Tuesday, June 17, 2014
Drug Testing Welfare Recipients (Part I)
The issue behind welfare checks has always had a negative connotation behind it. Think about it, when you imagine someone who receives welfare some but not everyone thinks of your typical (lack of a better term) “hood-rat” chick, many of the recipients of welfare are in fact not your typical “hood-rat,” but individuals that were hit hard economically. A recent post from Instagram appeared in my inbox, with the question “What you think?” Before I go further here’s the question, “You should have to pass a drug test to receive a welfare check, because I had to pass one to earn it for you”. Welfare initially started off and remains as a temporary means to allow individuals and families to receive funding until they get back on their feet. Now welfare is something that many depend on and overly abuse. Robert Rector a Senior Research Fellow in Domestic Policy at the Heritage Foundation stated that, “Taxpayers should provide support to those in need; recipients, in return, should engage in responsible and constructive behavior as a condition of receiving aid.” This quote takes me back to the original statement posed on Instagram, if I’m a taxpayer giving a part of my earnings to help families and individuals in need, can you at least refrain from spending the money on drugs? I mean let’s think about this logically. If you’re on welfare 9 times out of 10 you’re in need of a job, being that welfare is a TEMPORARY means of aid, at some point you have to apply for a job, right? Right! And when you apply for this job what do most jobs require you to do, take a drug test. Now, if it’s mandated that recipients of welfare take drug test in order to continue to receive welfare, then this means that more will pass drug test given by employers, which will ultimately allow welfare to be temporary aid, which it was designed for. More people have jobs and less people on welfare, happy world right?
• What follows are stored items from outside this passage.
//! Income accrual and annualized capital gains
//!
//! Bond coupons accrue on the invested amount (fixed basis). Equity
//! dividends accrue on current market value, so they scale with price.
//! Both accrue linearly over the holding period; nothing compounds.

use chrono::NaiveDate;

use super::MIN_ANNUALIZATION_YEARS;
use crate::investment::{Investment, InvestmentType, ResolvedInvestment};

/// Pre-tax income per year at today's rates
fn annual_income(inv: &ResolvedInvestment) -> f64 {
    match inv.kind {
        InvestmentType::Bond => inv
            .coupon_rate
            .map(|rate| inv.invested_value() * rate / 100.0)
            .unwrap_or(0.0),
        InvestmentType::Stock | InvestmentType::Etf => inv
            .dividend_yield
            .map(|y| inv.current_value() * y / 100.0)
            .unwrap_or(0.0),
        InvestmentType::Cryptocurrency
        | InvestmentType::MutualFund
        | InvestmentType::RealEstate
        | InvestmentType::Commodity
        | InvestmentType::CheckingAccount
        | InvestmentType::SavingsAccount
        | InvestmentType::Certificate
        | InvestmentType::Other => 0.0,
    }
}

/// Dividends and interest earned since purchase, after tax
pub fn calculate_dividends_interest_earned(investment: &Investment, as_of: NaiveDate) -> f64 {
    let inv = investment.resolved();
    if inv.is_unfunded() {
        return 0.0;
    }

    let years = inv.years_held(as_of);
    inv.after_tax(annual_income(&inv) * years)
}

/// Current yearly dividend and interest run-rate, after tax
pub fn calculate_yearly_dividend_interest(investment: &Investment) -> f64 {
    let inv = investment.resolved();
    if inv.is_unfunded() {
        return 0.0;
    }

    inv.after_tax(annual_income(&inv))
}

/// Average capital gain per year of holding, after tax.
///
/// Losses are not annualized: a non-positive result returns the whole
/// signed loss. Zero-coupon bonds only count the part of the gain already
/// accreted, interpolated linearly across the bond's term.
pub fn calculate_yearly_capital_gains(investment: &Investment, as_of: NaiveDate) -> f64 {
    let inv = investment.resolved();
    if inv.is_unfunded() {
        return 0.0;
    }

    let years = inv.years_held(as_of);
    let total_gain = inv.current_value() - inv.invested_value();

    if inv.is_zero_coupon_bond() {
        if let Some(term) = inv.bond_term_years().filter(|term| *term > 0.0) {
            // Linear accretion: yearly gain is total_gain / term at any holding age
            let realized = total_gain * years / term;
            let annualized = if years > 0.0 { realized / years } else { realized };
            let gain = if annualized < 0.0 { realized } else { annualized };
            return inv.after_tax(gain);
        }
    }

    let annualized = total_gain / years.max(MIN_ANNUALIZATION_YEARS);
    if annualized > 0.0 {
        inv.after_tax(annualized)
    } else {
        inv.after_tax(total_gain)
    }
}
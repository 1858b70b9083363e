//! Engine configuration

use std::fs::File;
use std::io::BufReader;
use std::path::Path;

use chrono::NaiveDate;
use serde::{Deserialize, Serialize};

use crate::error::EngineError;
use crate::portfolio::DEFAULT_PROJECTION_YEARS;

/// Longest supported projection horizon, in years
pub const MAX_PROJECTION_YEARS: u32 = 200;

/// Configuration for a statistics run
#[derive(Debug, Clone, PartialEq, Serialize, Deserialize)]
#[serde(default)]
pub struct EngineConfig {
    /// Valuation date (None = today)
    pub as_of: Option<NaiveDate>,

    /// Horizon in years for the projected portfolio value
    pub projection_years: u32,

    /// Number of yearly points in projection series
    pub projection_points: u32,
}

impl Default for EngineConfig {
    fn default() -> Self {
        Self {
            as_of: None,
            projection_years: DEFAULT_PROJECTION_YEARS,
            projection_points: DEFAULT_PROJECTION_YEARS,
        }
    }
}

impl EngineConfig {
    /// Load configuration from a JSON file; missing fields take defaults
    pub fn from_json_path<P: AsRef<Path>>(path: P) -> Result<Self, EngineError> {
        let file = File::open(path)?;
        let config: Self = serde_json::from_reader(BufReader::new(file))?;
        config.validate()?;
        Ok(config)
    }

    /// Reject horizons beyond [`MAX_PROJECTION_YEARS`]
    pub fn validate(&self) -> Result<(), EngineError> {
        for (field, years) in [
            ("projection_years", self.projection_years),
            ("projection_points", self.projection_points),
        ] {
            if years > MAX_PROJECTION_YEARS {
                return Err(EngineError::InvalidConfig(format!(
                    "{} is {}, at most {} is supported",
                    field, years, MAX_PROJECTION_YEARS
                )));
            }
        }
        Ok(())
    }

    /// Fix the valuation date
    pub fn at_date(mut self, as_of: NaiveDate) -> Self {
        self.as_of = Some(as_of);
        self
    }

    /// Valuation date, reading the local clock when none is configured
    pub fn as_of(&self) -> NaiveDate {
        self.as_of.unwrap_or_else(|| chrono::Local::now().date_naive())
    }
}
Many feel that drug testing of welfare recipients is discriminatory towards minorities, which only suggests one thing, that those that feel this way assume that the majority of welfare recipients are minorities. Wrong. The majority of the recipients that receive welfare are in fact White. This is something that many try to hide, but numbers don’t lie. This type of drug testing posed is not established to discriminate against any one group of people, but its goal is to weed out individuals who abuse the system. I do however suggest that if something like this is implemented that there be certain stipulations where someone with a child loses their welfare because of a failed drug test that the child is somehow still partially taken care of whether it be via free lunch/breakfast at school (if school aged) or a food bank. At the end of the day the children should not suffer for their parent’s wrong doing. Once an individual fails a drug test, there should be levels to where may be the first offense the benefits of the welfare are taken away for 30 days, then 90 days, and then if it still persist where the individual is still failing drug test, then guess what maybe they just don’t deserve to have welfare. The object of welfare is not to support drug habits, but it allows you to support your family by means of government assistance.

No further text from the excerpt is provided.